- Task item -
Count up the lines in the following listing that hold the word "children", then give only that count.
Content starts
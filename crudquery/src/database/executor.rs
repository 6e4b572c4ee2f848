use async_trait::async_trait;
use sea_orm::{
    ConnectionTrait, DatabaseConnection, DatabaseTransaction, FromQueryResult, JsonValue,
    TransactionTrait,
    sea_query::{Alias, Expr, Order, Query},
};
use std::collections::HashMap;
use std::future::Future;
use std::pin::Pin;

use super::statement::{
    BASE_ALIAS, COUNT_ALIAS, PlanTranslator, json_to_value, unknown_relation,
};
use crate::core::{CollectionMetadata, CollectionSchema, QueryExecutor, RelationDef, RelationKind, SchemaRegistry};
use crate::errors::QueryError;
use crate::plan::QueryPlan;

// Keys per secondary query when loading relations
const RELATION_BATCH_SIZE: usize = 500;

/// [`QueryExecutor`] over a Sea-ORM connection, returning rows as JSON objects.
#[derive(Debug, Clone)]
pub struct SeaOrmExecutor {
    db: DatabaseConnection,
    registry: SchemaRegistry,
}

impl SeaOrmExecutor {
    #[must_use]
    pub fn new(db: DatabaseConnection, registry: SchemaRegistry) -> Self {
        Self { db, registry }
    }

    pub fn connection(&self) -> &DatabaseConnection {
        &self.db
    }

    pub fn registry(&self) -> &SchemaRegistry {
        &self.registry
    }
}

#[async_trait]
impl QueryExecutor for SeaOrmExecutor {
    type Row = JsonValue;

    fn metadata(&self) -> &dyn CollectionMetadata {
        &self.registry
    }

    async fn find_and_count(
        &self,
        collection: &str,
        plan: &QueryPlan,
    ) -> Result<(Vec<JsonValue>, u64), QueryError> {
        let backend = self.db.get_database_backend();
        let statements = PlanTranslator::new(&self.registry, collection, backend)?.translate(plan)?;
        let root = self
            .registry
            .schema(collection)
            .ok_or_else(|| QueryError::invalid_query(format!("Unknown collection '{collection}'")))?;

        // Rows and total come from one snapshot
        let txn = self.db.begin().await?;

        let mut rows = JsonValue::find_by_statement(backend.build(&statements.select))
            .all(&txn)
            .await?;

        let total = match txn.query_one(backend.build(&statements.count)).await? {
            Some(row) => row.try_get::<i64>("", COUNT_ALIAS)?,
            None => 0,
        };

        let tree = RelationTree::from_paths(&plan.relations);
        RelationLoader {
            txn: &txn,
            registry: &self.registry,
        }
        .load(root, &mut rows, &tree)
        .await?;

        txn.commit().await?;

        strip(&mut rows, &statements.hidden);
        tracing::debug!(collection, rows = rows.len(), total, "Executed list query");
        Ok((rows, u64::try_from(total).unwrap_or_default()))
    }
}

/// Requested relation paths as a tree; `comments.author` implies `comments`.
#[derive(Debug, Default)]
struct RelationTree {
    children: Vec<(String, RelationTree)>,
}

impl RelationTree {
    fn from_paths(paths: &[String]) -> Self {
        let mut tree = Self::default();
        for path in paths {
            let mut node = &mut tree;
            for segment in path.split('.') {
                let index = match node.children.iter().position(|(name, _)| name == segment) {
                    Some(index) => index,
                    None => {
                        node.children.push((segment.to_string(), Self::default()));
                        node.children.len() - 1
                    }
                };
                node = &mut node.children[index].1;
            }
        }
        tree
    }
}

struct RelationLoader<'a> {
    txn: &'a DatabaseTransaction,
    registry: &'a SchemaRegistry,
}

impl RelationLoader<'_> {
    /// Attach every relation in `tree` to `rows`, depth first.
    fn load<'b>(
        &'b self,
        schema: &'b CollectionSchema,
        rows: &'b mut [JsonValue],
        tree: &'b RelationTree,
    ) -> Pin<Box<dyn Future<Output = Result<(), QueryError>> + Send + 'b>> {
        Box::pin(async move {
            for (name, subtree) in &tree.children {
                let relation = schema
                    .get_relation(name)
                    .ok_or_else(|| unknown_relation(name, schema))?;
                let target = self
                    .registry
                    .schema(&relation.target)
                    .ok_or_else(|| unknown_relation(name, schema))?;

                let mut related = self.fetch(relation, target, rows, subtree).await?;
                self.load(target, &mut related.rows, subtree).await?;
                attach(relation, rows, related);
            }
            Ok(())
        })
    }

    /// Fetch the target rows referenced by `rows`, ordered by primary key.
    async fn fetch(
        &self,
        relation: &RelationDef,
        target: &CollectionSchema,
        rows: &[JsonValue],
        subtree: &RelationTree,
    ) -> Result<Related, QueryError> {
        let mut keys: Vec<&JsonValue> = Vec::new();
        for row in rows {
            if let Some(key) = row.get(&relation.local_key)
                && !key.is_null()
                && !keys.contains(&key)
            {
                keys.push(key);
            }
        }
        if keys.is_empty() {
            return Ok(Related::default());
        }

        // Keys the next level of relations joins on
        let mut columns = target.fields.clone();
        let mut hidden = Vec::new();
        let needed = std::iter::once(relation.foreign_key.clone()).chain(
            subtree
                .children
                .iter()
                .filter_map(|(name, _)| target.get_relation(name).map(|r| r.local_key.clone())),
        );
        for key in needed {
            if !columns.contains(&key) {
                columns.push(key.clone());
                hidden.push(key);
            }
        }

        let backend = self.txn.get_database_backend();
        let mut fetched = Vec::new();
        for chunk in keys.chunks(RELATION_BATCH_SIZE) {
            let values = chunk
                .iter()
                .map(|key| json_to_value(key, backend))
                .collect::<Result<Vec<_>, _>>()?;

            let mut select = Query::select();
            select.from_as(Alias::new(&target.table), Alias::new(BASE_ALIAS));
            for column in &columns {
                select.expr_as(
                    Expr::col((Alias::new(BASE_ALIAS), Alias::new(column))),
                    Alias::new(column),
                );
            }
            select
                .and_where(Expr::col((Alias::new(BASE_ALIAS), Alias::new(&relation.foreign_key))).is_in(values))
                .order_by((Alias::new(BASE_ALIAS), Alias::new(&target.primary_key)), Order::Asc);

            fetched.extend(
                JsonValue::find_by_statement(backend.build(&select))
                    .all(self.txn)
                    .await?,
            );
        }

        Ok(Related {
            rows: fetched,
            hidden,
        })
    }
}

/// Target rows for one relation plus the columns fetched only for joining.
#[derive(Debug, Default)]
struct Related {
    rows: Vec<JsonValue>,
    hidden: Vec<String>,
}

/// Group related rows by foreign key and attach them under the relation name.
fn attach(relation: &RelationDef, rows: &mut [JsonValue], related: Related) {
    let mut by_key: HashMap<String, Vec<JsonValue>> = HashMap::new();
    for mut row in related.rows {
        let Some(key) = row.get(&relation.foreign_key).map(ToString::to_string) else {
            continue;
        };
        strip(std::slice::from_mut(&mut row), &related.hidden);
        by_key.entry(key).or_default().push(row);
    }

    for row in rows.iter_mut() {
        let matches = row
            .get(&relation.local_key)
            .filter(|key| !key.is_null())
            .and_then(|key| by_key.get(&key.to_string()));

        let value = match relation.kind {
            RelationKind::BelongsTo => matches
                .and_then(|m| m.first().cloned())
                .unwrap_or(JsonValue::Null),
            RelationKind::HasMany => JsonValue::Array(matches.cloned().unwrap_or_default()),
        };
        if let Some(object) = row.as_object_mut() {
            object.insert(relation.name.clone(), value);
        }
    }
}

fn strip(rows: &mut [JsonValue], columns: &[String]) {
    if columns.is_empty() {
        return;
    }
    for row in rows {
        if let Some(object) = row.as_object_mut() {
            for column in columns {
                object.remove(column);
            }
        }
    }
}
Content ends
- Answer to this task -
7